Dataset entries
□ □ □ □ □ □ □

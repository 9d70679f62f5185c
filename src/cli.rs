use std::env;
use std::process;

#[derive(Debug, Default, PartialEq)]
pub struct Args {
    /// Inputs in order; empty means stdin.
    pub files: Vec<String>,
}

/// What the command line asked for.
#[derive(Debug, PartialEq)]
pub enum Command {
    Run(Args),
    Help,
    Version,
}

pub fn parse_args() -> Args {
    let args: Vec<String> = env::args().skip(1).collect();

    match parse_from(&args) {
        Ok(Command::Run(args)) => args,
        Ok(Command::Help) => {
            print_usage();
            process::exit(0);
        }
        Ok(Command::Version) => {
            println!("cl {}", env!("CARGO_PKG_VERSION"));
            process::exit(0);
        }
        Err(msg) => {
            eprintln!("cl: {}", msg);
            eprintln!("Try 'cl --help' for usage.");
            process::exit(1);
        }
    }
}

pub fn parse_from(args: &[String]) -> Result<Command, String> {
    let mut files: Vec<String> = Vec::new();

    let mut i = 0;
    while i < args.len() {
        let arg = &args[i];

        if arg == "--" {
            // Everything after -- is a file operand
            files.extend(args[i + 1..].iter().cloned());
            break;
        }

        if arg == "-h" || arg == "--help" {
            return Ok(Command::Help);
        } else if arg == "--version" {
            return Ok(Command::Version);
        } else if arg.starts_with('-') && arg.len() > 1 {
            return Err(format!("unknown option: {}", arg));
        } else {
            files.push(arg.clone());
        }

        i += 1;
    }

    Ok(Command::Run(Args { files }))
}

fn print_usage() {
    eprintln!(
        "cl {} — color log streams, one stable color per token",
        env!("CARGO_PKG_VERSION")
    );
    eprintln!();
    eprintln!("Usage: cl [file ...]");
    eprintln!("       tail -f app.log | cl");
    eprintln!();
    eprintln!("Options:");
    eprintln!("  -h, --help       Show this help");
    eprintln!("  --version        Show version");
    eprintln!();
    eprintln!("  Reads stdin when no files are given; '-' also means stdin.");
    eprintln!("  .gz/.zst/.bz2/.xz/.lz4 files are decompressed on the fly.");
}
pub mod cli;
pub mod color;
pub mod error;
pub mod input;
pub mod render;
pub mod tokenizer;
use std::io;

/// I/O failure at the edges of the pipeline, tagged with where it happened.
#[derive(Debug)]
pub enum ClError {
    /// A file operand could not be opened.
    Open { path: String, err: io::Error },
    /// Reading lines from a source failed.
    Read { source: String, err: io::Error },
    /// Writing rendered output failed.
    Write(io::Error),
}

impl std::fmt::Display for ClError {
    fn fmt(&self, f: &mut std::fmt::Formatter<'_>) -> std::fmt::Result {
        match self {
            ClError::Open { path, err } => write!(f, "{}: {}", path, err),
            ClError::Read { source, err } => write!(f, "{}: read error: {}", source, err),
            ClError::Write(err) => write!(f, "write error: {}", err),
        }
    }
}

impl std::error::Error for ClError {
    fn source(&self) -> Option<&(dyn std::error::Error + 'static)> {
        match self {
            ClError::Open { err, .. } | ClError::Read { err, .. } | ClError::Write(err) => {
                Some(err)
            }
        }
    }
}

□ □ □ □ □ □ □

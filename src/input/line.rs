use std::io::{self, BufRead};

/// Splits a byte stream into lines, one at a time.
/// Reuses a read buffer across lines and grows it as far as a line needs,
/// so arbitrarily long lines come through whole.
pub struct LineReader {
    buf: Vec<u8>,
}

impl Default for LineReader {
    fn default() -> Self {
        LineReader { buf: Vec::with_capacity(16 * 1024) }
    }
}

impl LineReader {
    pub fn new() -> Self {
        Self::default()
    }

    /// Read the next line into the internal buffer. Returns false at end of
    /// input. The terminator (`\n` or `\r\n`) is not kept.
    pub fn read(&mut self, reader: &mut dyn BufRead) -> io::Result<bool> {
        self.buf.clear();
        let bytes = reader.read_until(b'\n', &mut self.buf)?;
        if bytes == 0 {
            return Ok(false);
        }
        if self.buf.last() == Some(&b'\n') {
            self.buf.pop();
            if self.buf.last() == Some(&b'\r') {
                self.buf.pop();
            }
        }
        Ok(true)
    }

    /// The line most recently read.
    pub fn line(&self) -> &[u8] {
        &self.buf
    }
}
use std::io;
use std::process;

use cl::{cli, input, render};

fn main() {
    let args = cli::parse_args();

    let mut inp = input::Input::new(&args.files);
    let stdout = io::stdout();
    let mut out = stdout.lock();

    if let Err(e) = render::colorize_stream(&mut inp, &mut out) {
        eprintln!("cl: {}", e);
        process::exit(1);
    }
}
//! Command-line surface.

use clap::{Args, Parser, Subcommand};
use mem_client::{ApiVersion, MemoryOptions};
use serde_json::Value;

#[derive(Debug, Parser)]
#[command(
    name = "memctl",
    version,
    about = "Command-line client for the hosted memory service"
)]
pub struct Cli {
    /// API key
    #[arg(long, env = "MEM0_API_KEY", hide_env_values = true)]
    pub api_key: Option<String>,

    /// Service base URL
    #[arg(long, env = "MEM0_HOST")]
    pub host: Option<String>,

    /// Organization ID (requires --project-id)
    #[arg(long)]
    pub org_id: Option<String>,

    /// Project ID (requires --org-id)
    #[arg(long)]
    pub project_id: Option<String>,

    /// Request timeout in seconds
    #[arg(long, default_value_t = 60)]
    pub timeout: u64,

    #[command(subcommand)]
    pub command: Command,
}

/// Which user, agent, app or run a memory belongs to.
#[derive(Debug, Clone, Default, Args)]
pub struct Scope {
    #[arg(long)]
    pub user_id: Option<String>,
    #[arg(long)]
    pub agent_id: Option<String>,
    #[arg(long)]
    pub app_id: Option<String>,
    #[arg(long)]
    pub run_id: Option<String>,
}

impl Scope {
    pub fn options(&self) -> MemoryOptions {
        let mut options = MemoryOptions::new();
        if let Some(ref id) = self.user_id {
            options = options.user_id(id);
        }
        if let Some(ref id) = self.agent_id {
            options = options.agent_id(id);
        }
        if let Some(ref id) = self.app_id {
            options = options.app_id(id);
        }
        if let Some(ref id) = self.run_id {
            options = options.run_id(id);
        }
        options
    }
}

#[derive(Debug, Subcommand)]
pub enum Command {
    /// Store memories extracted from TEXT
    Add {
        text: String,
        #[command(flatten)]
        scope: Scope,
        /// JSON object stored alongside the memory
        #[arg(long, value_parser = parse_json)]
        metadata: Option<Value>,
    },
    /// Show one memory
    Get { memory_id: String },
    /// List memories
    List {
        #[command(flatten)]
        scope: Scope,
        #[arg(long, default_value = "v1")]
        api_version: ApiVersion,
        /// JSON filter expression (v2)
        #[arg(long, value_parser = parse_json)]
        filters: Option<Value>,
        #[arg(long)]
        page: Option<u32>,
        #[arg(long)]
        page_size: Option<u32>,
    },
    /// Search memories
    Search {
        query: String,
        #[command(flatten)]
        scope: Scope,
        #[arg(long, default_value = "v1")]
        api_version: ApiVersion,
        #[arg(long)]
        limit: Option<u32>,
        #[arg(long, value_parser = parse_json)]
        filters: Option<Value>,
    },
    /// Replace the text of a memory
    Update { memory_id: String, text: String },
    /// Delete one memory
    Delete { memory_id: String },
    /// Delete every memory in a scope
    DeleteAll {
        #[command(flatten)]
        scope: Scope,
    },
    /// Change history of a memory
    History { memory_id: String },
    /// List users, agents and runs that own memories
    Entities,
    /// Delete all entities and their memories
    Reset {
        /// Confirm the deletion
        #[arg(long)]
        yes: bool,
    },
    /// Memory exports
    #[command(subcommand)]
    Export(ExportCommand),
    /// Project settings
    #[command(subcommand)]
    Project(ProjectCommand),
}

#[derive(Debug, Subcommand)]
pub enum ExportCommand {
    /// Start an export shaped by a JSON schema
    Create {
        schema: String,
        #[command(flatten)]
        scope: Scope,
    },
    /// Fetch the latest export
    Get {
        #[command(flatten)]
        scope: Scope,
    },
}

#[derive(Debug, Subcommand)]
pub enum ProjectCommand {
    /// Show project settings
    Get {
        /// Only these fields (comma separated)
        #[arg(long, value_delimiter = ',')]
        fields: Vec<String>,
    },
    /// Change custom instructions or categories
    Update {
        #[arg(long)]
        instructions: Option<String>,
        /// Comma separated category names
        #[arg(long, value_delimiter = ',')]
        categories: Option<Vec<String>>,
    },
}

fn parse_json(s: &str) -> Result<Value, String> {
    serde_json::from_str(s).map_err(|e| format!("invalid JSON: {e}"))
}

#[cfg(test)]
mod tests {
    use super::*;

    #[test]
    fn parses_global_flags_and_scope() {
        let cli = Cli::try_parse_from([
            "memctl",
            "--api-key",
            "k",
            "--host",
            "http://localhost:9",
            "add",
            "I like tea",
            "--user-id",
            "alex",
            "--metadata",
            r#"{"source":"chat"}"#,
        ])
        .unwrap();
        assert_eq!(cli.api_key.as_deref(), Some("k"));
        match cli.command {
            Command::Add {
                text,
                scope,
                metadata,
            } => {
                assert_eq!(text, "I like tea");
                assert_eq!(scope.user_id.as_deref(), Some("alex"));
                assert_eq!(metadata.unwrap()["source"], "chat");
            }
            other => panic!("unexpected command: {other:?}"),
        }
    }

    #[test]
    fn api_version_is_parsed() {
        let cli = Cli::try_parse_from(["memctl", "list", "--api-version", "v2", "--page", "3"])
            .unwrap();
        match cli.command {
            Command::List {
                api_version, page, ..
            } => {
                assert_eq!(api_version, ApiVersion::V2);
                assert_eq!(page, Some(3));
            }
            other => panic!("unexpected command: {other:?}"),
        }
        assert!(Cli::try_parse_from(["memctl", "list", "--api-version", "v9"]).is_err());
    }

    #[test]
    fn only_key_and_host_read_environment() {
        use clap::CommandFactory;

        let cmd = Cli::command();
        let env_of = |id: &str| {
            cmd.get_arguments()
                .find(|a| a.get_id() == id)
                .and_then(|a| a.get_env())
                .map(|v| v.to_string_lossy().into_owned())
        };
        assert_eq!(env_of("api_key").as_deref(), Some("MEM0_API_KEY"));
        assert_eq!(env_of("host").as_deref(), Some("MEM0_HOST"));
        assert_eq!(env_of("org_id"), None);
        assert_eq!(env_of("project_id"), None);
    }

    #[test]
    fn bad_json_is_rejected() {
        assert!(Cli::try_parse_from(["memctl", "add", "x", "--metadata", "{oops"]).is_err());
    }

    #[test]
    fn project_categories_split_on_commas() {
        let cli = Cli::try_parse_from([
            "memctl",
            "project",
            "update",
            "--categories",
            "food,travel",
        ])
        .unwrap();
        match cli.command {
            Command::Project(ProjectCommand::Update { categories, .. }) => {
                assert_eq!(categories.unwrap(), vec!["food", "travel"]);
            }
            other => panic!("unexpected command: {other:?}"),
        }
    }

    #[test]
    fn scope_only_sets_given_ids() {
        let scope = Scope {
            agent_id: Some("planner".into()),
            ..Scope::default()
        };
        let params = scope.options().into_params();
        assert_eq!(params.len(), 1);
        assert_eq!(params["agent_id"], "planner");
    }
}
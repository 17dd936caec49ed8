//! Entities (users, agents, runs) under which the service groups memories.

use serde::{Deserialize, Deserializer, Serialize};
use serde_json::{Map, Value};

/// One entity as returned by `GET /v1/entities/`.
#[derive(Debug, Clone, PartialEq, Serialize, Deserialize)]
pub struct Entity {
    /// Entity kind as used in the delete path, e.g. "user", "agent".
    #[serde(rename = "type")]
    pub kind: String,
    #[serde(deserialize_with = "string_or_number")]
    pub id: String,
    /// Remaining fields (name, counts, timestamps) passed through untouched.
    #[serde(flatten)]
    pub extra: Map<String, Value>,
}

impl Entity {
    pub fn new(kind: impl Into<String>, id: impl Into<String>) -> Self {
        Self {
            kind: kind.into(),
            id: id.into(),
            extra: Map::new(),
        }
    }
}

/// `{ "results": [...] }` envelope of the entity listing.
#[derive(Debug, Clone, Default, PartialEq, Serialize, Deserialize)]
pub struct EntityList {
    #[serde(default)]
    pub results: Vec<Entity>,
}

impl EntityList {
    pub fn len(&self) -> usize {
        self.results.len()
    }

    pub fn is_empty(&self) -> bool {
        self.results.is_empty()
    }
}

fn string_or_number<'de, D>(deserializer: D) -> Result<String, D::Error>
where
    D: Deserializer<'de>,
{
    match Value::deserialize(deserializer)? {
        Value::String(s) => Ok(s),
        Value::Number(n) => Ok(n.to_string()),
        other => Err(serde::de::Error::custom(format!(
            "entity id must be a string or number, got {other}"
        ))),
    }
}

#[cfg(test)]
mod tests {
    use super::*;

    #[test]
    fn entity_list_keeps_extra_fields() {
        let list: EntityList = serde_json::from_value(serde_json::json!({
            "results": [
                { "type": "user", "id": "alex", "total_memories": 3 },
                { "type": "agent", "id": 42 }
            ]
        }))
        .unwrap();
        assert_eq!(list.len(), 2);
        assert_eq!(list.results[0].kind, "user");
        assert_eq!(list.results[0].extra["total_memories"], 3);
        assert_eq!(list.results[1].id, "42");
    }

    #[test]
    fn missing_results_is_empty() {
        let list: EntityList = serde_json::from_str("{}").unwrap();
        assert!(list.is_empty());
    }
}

□ □ □ □ □ □ □

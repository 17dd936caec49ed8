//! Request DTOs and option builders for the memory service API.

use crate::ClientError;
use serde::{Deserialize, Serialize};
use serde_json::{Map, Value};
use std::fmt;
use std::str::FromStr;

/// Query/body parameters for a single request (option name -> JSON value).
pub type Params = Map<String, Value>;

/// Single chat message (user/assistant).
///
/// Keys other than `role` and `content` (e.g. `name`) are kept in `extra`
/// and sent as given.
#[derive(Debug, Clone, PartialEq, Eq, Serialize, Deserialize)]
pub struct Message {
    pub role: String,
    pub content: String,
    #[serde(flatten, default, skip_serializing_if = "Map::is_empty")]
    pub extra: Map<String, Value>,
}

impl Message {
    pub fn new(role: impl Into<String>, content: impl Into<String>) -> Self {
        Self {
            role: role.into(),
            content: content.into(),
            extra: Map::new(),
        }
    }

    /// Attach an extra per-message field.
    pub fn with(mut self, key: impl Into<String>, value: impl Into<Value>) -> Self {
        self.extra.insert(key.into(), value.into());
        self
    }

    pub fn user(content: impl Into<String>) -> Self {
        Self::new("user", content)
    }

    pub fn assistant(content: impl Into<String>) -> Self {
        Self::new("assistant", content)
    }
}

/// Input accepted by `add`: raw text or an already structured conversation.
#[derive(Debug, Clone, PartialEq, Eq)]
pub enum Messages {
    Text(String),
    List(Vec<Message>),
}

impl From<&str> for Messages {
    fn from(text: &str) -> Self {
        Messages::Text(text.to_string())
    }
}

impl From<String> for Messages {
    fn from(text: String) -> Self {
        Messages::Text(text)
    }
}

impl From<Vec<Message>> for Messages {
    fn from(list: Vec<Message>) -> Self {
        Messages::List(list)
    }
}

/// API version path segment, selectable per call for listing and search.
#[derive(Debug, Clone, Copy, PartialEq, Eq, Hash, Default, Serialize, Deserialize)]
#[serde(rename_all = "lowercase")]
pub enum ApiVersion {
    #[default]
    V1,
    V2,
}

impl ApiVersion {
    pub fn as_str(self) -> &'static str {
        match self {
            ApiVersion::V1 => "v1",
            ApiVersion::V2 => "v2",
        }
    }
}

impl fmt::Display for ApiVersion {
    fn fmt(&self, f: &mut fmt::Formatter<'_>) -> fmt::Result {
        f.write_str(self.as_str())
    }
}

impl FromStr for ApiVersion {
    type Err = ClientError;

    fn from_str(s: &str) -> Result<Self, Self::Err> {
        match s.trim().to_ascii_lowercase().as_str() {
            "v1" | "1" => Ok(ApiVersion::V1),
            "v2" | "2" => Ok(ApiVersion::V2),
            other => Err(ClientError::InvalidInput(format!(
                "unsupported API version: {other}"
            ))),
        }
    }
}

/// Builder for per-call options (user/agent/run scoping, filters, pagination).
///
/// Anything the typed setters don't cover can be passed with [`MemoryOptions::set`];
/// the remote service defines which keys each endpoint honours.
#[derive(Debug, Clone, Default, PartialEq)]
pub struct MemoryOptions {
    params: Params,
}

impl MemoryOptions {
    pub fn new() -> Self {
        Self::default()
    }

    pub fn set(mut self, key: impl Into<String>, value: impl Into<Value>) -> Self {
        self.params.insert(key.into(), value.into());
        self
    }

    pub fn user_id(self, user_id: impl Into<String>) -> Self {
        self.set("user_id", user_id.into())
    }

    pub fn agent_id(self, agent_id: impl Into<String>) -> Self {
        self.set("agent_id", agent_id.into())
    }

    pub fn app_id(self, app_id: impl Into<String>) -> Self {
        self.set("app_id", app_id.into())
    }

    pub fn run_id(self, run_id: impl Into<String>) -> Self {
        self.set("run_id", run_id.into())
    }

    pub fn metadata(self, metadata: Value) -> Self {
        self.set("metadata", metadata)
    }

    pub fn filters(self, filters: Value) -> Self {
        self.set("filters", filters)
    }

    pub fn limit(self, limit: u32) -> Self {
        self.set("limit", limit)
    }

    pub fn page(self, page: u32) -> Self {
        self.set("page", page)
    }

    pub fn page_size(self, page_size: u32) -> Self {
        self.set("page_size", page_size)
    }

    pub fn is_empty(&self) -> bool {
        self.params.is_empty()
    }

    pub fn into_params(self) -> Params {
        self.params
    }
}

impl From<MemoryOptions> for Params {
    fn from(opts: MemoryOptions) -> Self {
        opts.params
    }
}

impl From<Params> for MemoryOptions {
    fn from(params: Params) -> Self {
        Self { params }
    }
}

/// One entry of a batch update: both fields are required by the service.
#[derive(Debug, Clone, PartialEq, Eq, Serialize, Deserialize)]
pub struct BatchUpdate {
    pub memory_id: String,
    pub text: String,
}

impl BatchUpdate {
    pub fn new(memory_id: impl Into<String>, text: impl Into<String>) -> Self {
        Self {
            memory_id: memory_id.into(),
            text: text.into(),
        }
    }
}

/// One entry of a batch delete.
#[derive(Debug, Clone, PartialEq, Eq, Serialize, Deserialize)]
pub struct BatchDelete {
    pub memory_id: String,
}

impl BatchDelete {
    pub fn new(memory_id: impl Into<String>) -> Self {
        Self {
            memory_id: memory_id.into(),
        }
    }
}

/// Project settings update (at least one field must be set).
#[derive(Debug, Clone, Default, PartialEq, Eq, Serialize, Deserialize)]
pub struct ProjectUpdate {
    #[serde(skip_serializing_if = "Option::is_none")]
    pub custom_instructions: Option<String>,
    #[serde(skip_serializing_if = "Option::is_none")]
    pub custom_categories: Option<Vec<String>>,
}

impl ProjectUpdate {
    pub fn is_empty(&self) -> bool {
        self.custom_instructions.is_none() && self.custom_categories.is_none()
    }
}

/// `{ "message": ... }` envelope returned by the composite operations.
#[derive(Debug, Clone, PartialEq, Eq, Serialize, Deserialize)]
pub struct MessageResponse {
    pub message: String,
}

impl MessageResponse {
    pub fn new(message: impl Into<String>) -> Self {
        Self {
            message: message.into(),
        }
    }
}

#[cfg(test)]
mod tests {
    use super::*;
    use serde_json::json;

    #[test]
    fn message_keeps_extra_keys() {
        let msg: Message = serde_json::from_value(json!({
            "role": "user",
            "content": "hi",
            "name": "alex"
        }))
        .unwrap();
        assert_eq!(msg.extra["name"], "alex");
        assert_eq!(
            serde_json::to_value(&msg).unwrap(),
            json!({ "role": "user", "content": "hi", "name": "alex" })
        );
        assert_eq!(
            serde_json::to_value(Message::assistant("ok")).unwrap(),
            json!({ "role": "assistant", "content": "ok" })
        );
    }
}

□ □ □ □ □ □ □

Above are records; repeat only the lines starting at the line with "pub mod render;" and ending at the line with "source: String, err: io::Error", exactly as they appear, both included.

• _Result_:
pub mod render;
pub mod tokenizer;
use std::io;

/// I/O failure at the edges of the pipeline, tagged with where it happened.
#[derive(Debug)]
pub enum ClError {
    /// A file operand could not be opened.
    Open { path: String, err: io::Error },
    /// Reading lines from a source failed.
    Read { source: String, err: io::Error },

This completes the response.